Avec le Comité d’Helsinki et l’Union hongroise des libertés civiles, leurs deux syndicats ont fait appel devant la Cour constitutionnelle du pays, puis devant la Cour européenne des droits de l’homme (CEDH).

Des grèves d’avertissement ont eu lieu en janvier 2022.

Kadar, qui travaille sur l’affaire dans le cadre d’un effort conjoint du Comité hongrois d’Helsinki et de l’Union hongroise des libertés civiles, espérait que la CEDH se prononcerait en faveur de l’enseignant pour lui donner un argument plus solide pour repousser la loi « briseur de grève ».

« Le gouvernement a actuellement un besoin urgent de prouver son attachement aux valeurs démocratiques fondamentales et à l’État de droit », a-t-il déclaré. « Je ne peux qu’espérer qu’ils prennent cela au sérieux ».

L’affaire devant la CEDH est toujours en cours.

Selon le Dr Judit Zeller de l’Union hongroise des libertés civiles, les enseignants ne voyaient « pas d’autre moyen » d’influencer les autorités à agir.

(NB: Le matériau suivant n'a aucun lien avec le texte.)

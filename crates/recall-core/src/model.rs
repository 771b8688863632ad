use serde::{Deserialize, Serialize};

/// A scored question/answer pair as persisted in `query_results`.
#[derive(Debug, Clone, Serialize, Deserialize)]
pub struct QueryResult {
    pub id: i64,
    pub question_id: i64,
    pub question_title: String,
    pub question_content: String,
    pub original_answer: String,
    pub llm_answer: String,
    pub score: f64,
    pub access_count: i64,
    pub created_at: String,
    pub last_accessed: String,
}

/// Submission payload for a scored attempt.
#[derive(Debug, Clone, Serialize, Deserialize)]
pub struct NewResult {
    pub question_id: i64,
    pub question_title: String,
    #[serde(default)]
    pub question_content: String,
    pub original_answer: String,
    pub llm_answer: String,
}

/// Outcome of persisting a submission. `created` is false when the
/// question was already stored and only its counters moved.
#[derive(Debug, Clone, Serialize, Deserialize)]
pub struct StoreOutcome {
    pub id: i64,
    pub access_count: i64,
    pub created: bool,
}

/// Read-path result: the answer plus where it was served from.
#[derive(Debug, Clone, Serialize, Deserialize)]
pub struct LookupResult {
    pub question_id: i64,
    pub question_title: String,
    pub llm_answer: String,
    pub score: f64,
    pub access_count: i64,
    pub from_cache: bool,
}

#[derive(Debug, Clone, Serialize, Deserialize)]
pub struct TopAccess {
    pub question_id: i64,
    pub question_title: String,
    pub access_count: i64,
}

#[derive(Debug, Clone, Serialize, Deserialize)]
pub struct TopScore {
    pub question_id: i64,
    pub question_title: String,
    pub score: f64,
}

/// Aggregate analytics over the persisted results.
#[derive(Debug, Clone, Serialize, Deserialize)]
pub struct StorageStats {
    pub total_questions: u64,
    pub total_accesses: u64,
    pub average_score: f64,
    pub most_accessed: Option<TopAccess>,
    pub highest_score: Option<TopScore>,
    pub lowest_score: Option<TopScore>,
}
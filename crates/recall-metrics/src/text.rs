use regex::Regex;
use std::sync::OnceLock;

static PUNCT: OnceLock<Regex> = OnceLock::new();

/// Lowercases, strips punctuation and collapses whitespace runs. All
/// scorers compare this canonical form.
pub fn normalize(text: &str) -> String {
    let re = PUNCT.get_or_init(|| Regex::new(r"[^\w\s]").expect("static regex"));
    let lowered = text.to_lowercase();
    let stripped = re.replace_all(&lowered, " ");
    stripped.split_whitespace().collect::<Vec<_>>().join(" ")
}

pub fn tokens(text: &str) -> Vec<String> {
    normalize(text)
        .split_whitespace()
        .map(str::to_string)
        .collect()
}

#[cfg(test)]
mod tests {
    use super::*;

    #[test]
    fn normalize_strips_punctuation_and_case() {
        assert_eq!(normalize("Hello,   World!!"), "hello world");
    }

    #[test]
    fn tokens_of_empty_input() {
        assert!(tokens("").is_empty());
        assert!(tokens("?!.").is_empty());
    }
}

« Il n’y a aucune impulsion du gouvernement pour développer le secteur. Ce sont des problèmes qui existent depuis des décennies. Et nous ne voyons tout simplement pas d’issue.

«Les politiques n’apparaissent tout simplement pas. Il n’y a aucune considération pour une réforme de l’éducation. »

Le gouvernement hongrois a introduit un certain nombre de réformes éducatives au cours des années. Il a créé des bourses pour les étudiants défavorisés, des programmes de natation et soutenu l’éducation publique des minorités ethniques locales.

Budapest a également affirmé précédemment avoir accordé aux enseignants la plus forte augmentation de salaire de l’histoire hongroise moderne, tout en investissant dans l’éducation, en particulier dans les zones rurales.

‘Solidarité’

Mais les enseignants hongrois ne résistent pas seuls.

Des milliers d’élèves et de parents ont manifesté en solidarité avec eux, en particulier à Budapest et dans d’autres grandes villes, la plus grande manifestation ayant attiré plus de 50 000 personnes en octobre.

Certaines manifestations ont pris une position plus anti-gouvernementale, avec des manifestations affichant des banderoles ridiculisant le Premier ministre hongrois.

« Il y a déjà un mouvement et vous pouvez sentir qu’il s’élargit de plus en plus… la solidarité dépasse le clivage politique », a déclaré le Dr Zeller. « Les écoles religieuses et celles du côté droit de la palette politique soutiennent également les enseignants. »

Les enseignants ont réclamé « besoin urgent » des réformes, outre des salaires plus élevés, des charges de travail réduites et la restauration de leur droit de grève.

Selon le Dr Zeller, ils veulent un renouveau de l’éducation, avec plus d’opportunités pour tous, un service amélioré et plus libre et un environnement du XXIe siècle doté d’un programme d’études moderne.

De plus, elle affirme que les enseignants veulent également que le gouvernement change la façon dont il traite les enseignants, mettant fin à ce qu’elle considère comme des tactiques discréditantes et des intimidations.

En 2011, le gouvernement hongrois a placé les écoles directement sous son contrôle exécutif et a supprimé de nombreuses libertés des enseignants, telles que leur droit de choisir les manuels scolaires, les remplaçant par des livres dont certains prétendent qu’ils sont de très mauvaise qualité.

« Même si nous regardons les revendications de la grève, ce n’est pas suffisant », a ajouté le Dr Zeller. « Si ils [teachers] obtenir 100 %, ça ne suffira toujours pas à notre système éducatif ».

« Il doit être réformé à partir du sol. »

Le ministère hongrois de l’Intérieur n’avait pas répondu aux demandes d’Euronews de commenter cet article au moment de sa publication.